Ни у кого не было ответа на это.
– Что же нам теперь делать? – пробормотала Веспир.
Люциан помог Эмилии поставить книги на полки.
– Мы не можем позволить Петро и Камилле уйти безнаказанными, – прорычал он. Его глаз дернулся при мысли об Эразмусе, пытающемся прекратить кровопролитие, и жрецах, блокирующих его на каждом шагу. Монстры. Лжецы. Убийцы.
Конечно, Люциан не имел права судить кого-либо за убийство.
– Мы ничего не сделаем, – тихо сказала Эмилия. Аякс фыркнул. – Пока один из нас не будет коронован.
– Зачем ждать? – спросила Веспир.
– Пока не будет избран новый император, жрецы – единственная власть в империи. Это традиция. – Эмилия выглядела бледной. – Если бы мы попытались рассказать о том, что они сделали, они могли бы заставить нас замолчать. Имперская гвардия поклялась повиноваться им, пока один из нас не победит.
Люциан понял.
– Значит, тот, кто победит, возьмет под контроль стражу и арестует жрецов…

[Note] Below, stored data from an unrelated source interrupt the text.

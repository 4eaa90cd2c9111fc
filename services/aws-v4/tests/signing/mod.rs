mod live;
mod vectors;

use lambdasign_aws_v4::{Credential, RequestSigner};
use lambdasign_core::{Context, Payload, Result, SignRequest};
use std::env;

/// Initialize live test environment.
pub fn init_live_test() -> Option<(String, Credential)> {
    let _ = env_logger::builder().is_test(true).try_init();

    if env::var("LAMBDASIGN_AWS_V4_TEST").ok().as_deref() != Some("on") {
        return None;
    }

    let url = env::var("LAMBDASIGN_AWS_V4_URL").expect("LAMBDASIGN_AWS_V4_URL must be set");
    let access_key =
        env::var("LAMBDASIGN_AWS_V4_ACCESS_KEY").expect("LAMBDASIGN_AWS_V4_ACCESS_KEY must be set");
    let secret_key =
        env::var("LAMBDASIGN_AWS_V4_SECRET_KEY").expect("LAMBDASIGN_AWS_V4_SECRET_KEY must be set");
    let session_token = env::var("LAMBDASIGN_AWS_V4_SESSION_TOKEN").unwrap_or_default();

    let cred = Credential::new(&access_key, &secret_key).with_session_token(&session_token);
    Some((url, cred))
}

/// Sign `parts` and return the authorization header.
pub async fn sign(
    signer: &RequestSigner,
    parts: &mut http::request::Parts,
    payload: &Payload,
    cred: &Credential,
) -> Result<String> {
    signer
        .sign_request(&Context::new(), parts, payload, Some(cred))
        .await?;

    Ok(parts.headers[http::header::AUTHORIZATION]
        .to_str()?
        .to_string())
}
use std::fmt::{self, Debug};
use std::io::{ErrorKind as IoErrorKind, Read};

use bytes::{Bytes, BytesMut};
use sha2::{Digest, Sha256};

use crate::hash::hex_sha256;
use crate::{Error, Result};

const CHUNK_SIZE: usize = 8 * 1024;

/// Payload is a request body together with its hex encoded SHA256 digest.
///
/// The digest is always computed over the bytes held by the payload, and the
/// same bytes are the ones handed to the transport later, so the signature
/// can never cover a body that differs from the one actually sent.
///
/// A one-shot stream is consumed by [`Payload::from_reader`] exactly once:
/// every chunk is fed into the digest and buffered at the same time.
#[derive(Clone, PartialEq, Eq)]
pub struct Payload {
    bytes: Bytes,
    hash: String,
}

impl Payload {
    /// An empty payload.
    pub fn empty() -> Self {
        Self::from_bytes(Bytes::new())
    }

    /// Build a payload from bytes already held in memory.
    pub fn from_bytes(bytes: impl Into<Bytes>) -> Self {
        let bytes = bytes.into();
        let hash = hex_sha256(&bytes);
        Self { bytes, hash }
    }

    /// Drain a one-shot reader, hashing and buffering it in a single pass.
    pub fn from_reader(mut r: impl Read) -> Result<Self> {
        let mut hasher = Sha256::new();
        let mut buf = BytesMut::new();
        let mut chunk = [0u8; CHUNK_SIZE];

        loop {
            let n = match r.read(&mut chunk) {
                Ok(0) => break,
                Ok(n) => n,
                Err(err) if err.kind() == IoErrorKind::Interrupted => continue,
                Err(err) => {
                    return Err(Error::request_invalid("failed to read request body")
                        .with_source(anyhow::Error::from(err)))
                }
            };
            hasher.update(&chunk[..n]);
            buf.extend_from_slice(&chunk[..n]);
        }

        Ok(Self {
            bytes: buf.freeze(),
            hash: hex::encode(hasher.finalize()),
        })
    }

    /// Hex encoded lower-case SHA256 of the payload.
    pub fn hash(&self) -> &str {
        &self.hash
    }

    /// The buffered body.
    pub fn bytes(&self) -> &Bytes {
        &self.bytes
    }

    /// Length of the body in bytes.
    pub fn len(&self) -> usize {
        self.bytes.len()
    }

    /// Check if the body is empty.
    pub fn is_empty(&self) -> bool {
        self.bytes.is_empty()
    }

    /// Take the body out to hand it to the transport.
    pub fn into_bytes(self) -> Bytes {
        self.bytes
    }
}

impl Default for Payload {
    fn default() -> Self {
        Self::empty()
    }
}

impl Debug for Payload {
    fn fmt(&self, f: &mut fmt::Formatter<'_>) -> fmt::Result {
        f.debug_struct("Payload")
            .field("len", &self.bytes.len())
            .field("hash", &self.hash)
            .finish()
    }
}

impl From<Bytes> for Payload {
    fn from(value: Bytes) -> Self {
        Self::from_bytes(value)
    }
}

impl From<Vec<u8>> for Payload {
    fn from(value: Vec<u8>) -> Self {
        Self::from_bytes(value)
    }
}

impl From<String> for Payload {
    fn from(value: String) -> Self {
        Self::from_bytes(value)
    }
}

impl From<&'static str> for Payload {
    fn from(value: &'static str) -> Self {
        Self::from_bytes(Bytes::from_static(value.as_bytes()))
    }
}

#[cfg(test)]
mod tests {
    use super::*;
    use crate::hash::EMPTY_STRING_SHA256;
    use pretty_assertions::assert_eq;
    use std::io::Cursor;

    /// A reader that refuses to be read twice.
    struct OneShot {
        inner: Cursor<Vec<u8>>,
        drained: bool,
    }

    impl Read for OneShot {
        fn read(&mut self, buf: &mut [u8]) -> std::io::Result<usize> {
            if self.drained {
                return Err(std::io::Error::other("stream already drained"));
            }
            let n = self.inner.read(buf)?;
            if n == 0 {
                self.drained = true;
            }
            Ok(n)
        }
    }

    #[test]
    fn test_empty_payload_hash() {
        assert_eq!(Payload::empty().hash(), EMPTY_STRING_SHA256);
        assert_eq!(Payload::from("").hash(), EMPTY_STRING_SHA256);
        assert_eq!(
            Payload::from_reader(std::io::empty()).unwrap().hash(),
            EMPTY_STRING_SHA256
        );
    }

    #[test]
    fn test_reader_is_buffered_exactly() {
        // Larger than a single chunk to exercise the loop.
        let body: Vec<u8> = (0..CHUNK_SIZE * 2 + 17).map(|i| (i % 251) as u8).collect();
        let reader = OneShot {
            inner: Cursor::new(body.clone()),
            drained: false,
        };

        let payload = Payload::from_reader(reader).expect("read must succeed");

        assert_eq!(payload.len(), body.len());
        assert_eq!(payload.bytes().as_ref(), body.as_slice());
        assert_eq!(payload.hash(), hex_sha256(&body));
        assert_eq!(payload, Payload::from(body));
    }

    #[test]
    fn test_drained_reader_is_an_error() {
        let mut reader = OneShot {
            inner: Cursor::new(b"{}".to_vec()),
            drained: false,
        };
        let first = Payload::from_reader(&mut reader).expect("first read must succeed");
        assert_eq!(first.bytes().as_ref(), b"{}");

        let err = Payload::from_reader(&mut reader).expect_err("second read must fail");
        assert_eq!(err.kind(), crate::ErrorKind::RequestInvalid);
    }

    #[test]
    fn test_debug_does_not_print_body() {
        let payload = Payload::from("secret body");
        let s = format!("{payload:?}");
        assert!(!s.contains("secret body"));
        assert!(s.contains(payload.hash()));
    }
}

– Именно. И… – Ее глаза расширились. – Помилует остальных от Отбора.
– Прошу прощения? – Гиперия обернулась.
– Если нас призвали из-за преступления, которое совершили жрецы, значит, произошла ошибка в Отборе. Так что никто из нас не должен столкнуться с последствиями проигрыша. – Она схватила Люциана за руку. – Все поклянитесь прямо сейчас.
– Вся эта чушь с клятвами в круге и объятиями уже слишком, – проворчал Аякс.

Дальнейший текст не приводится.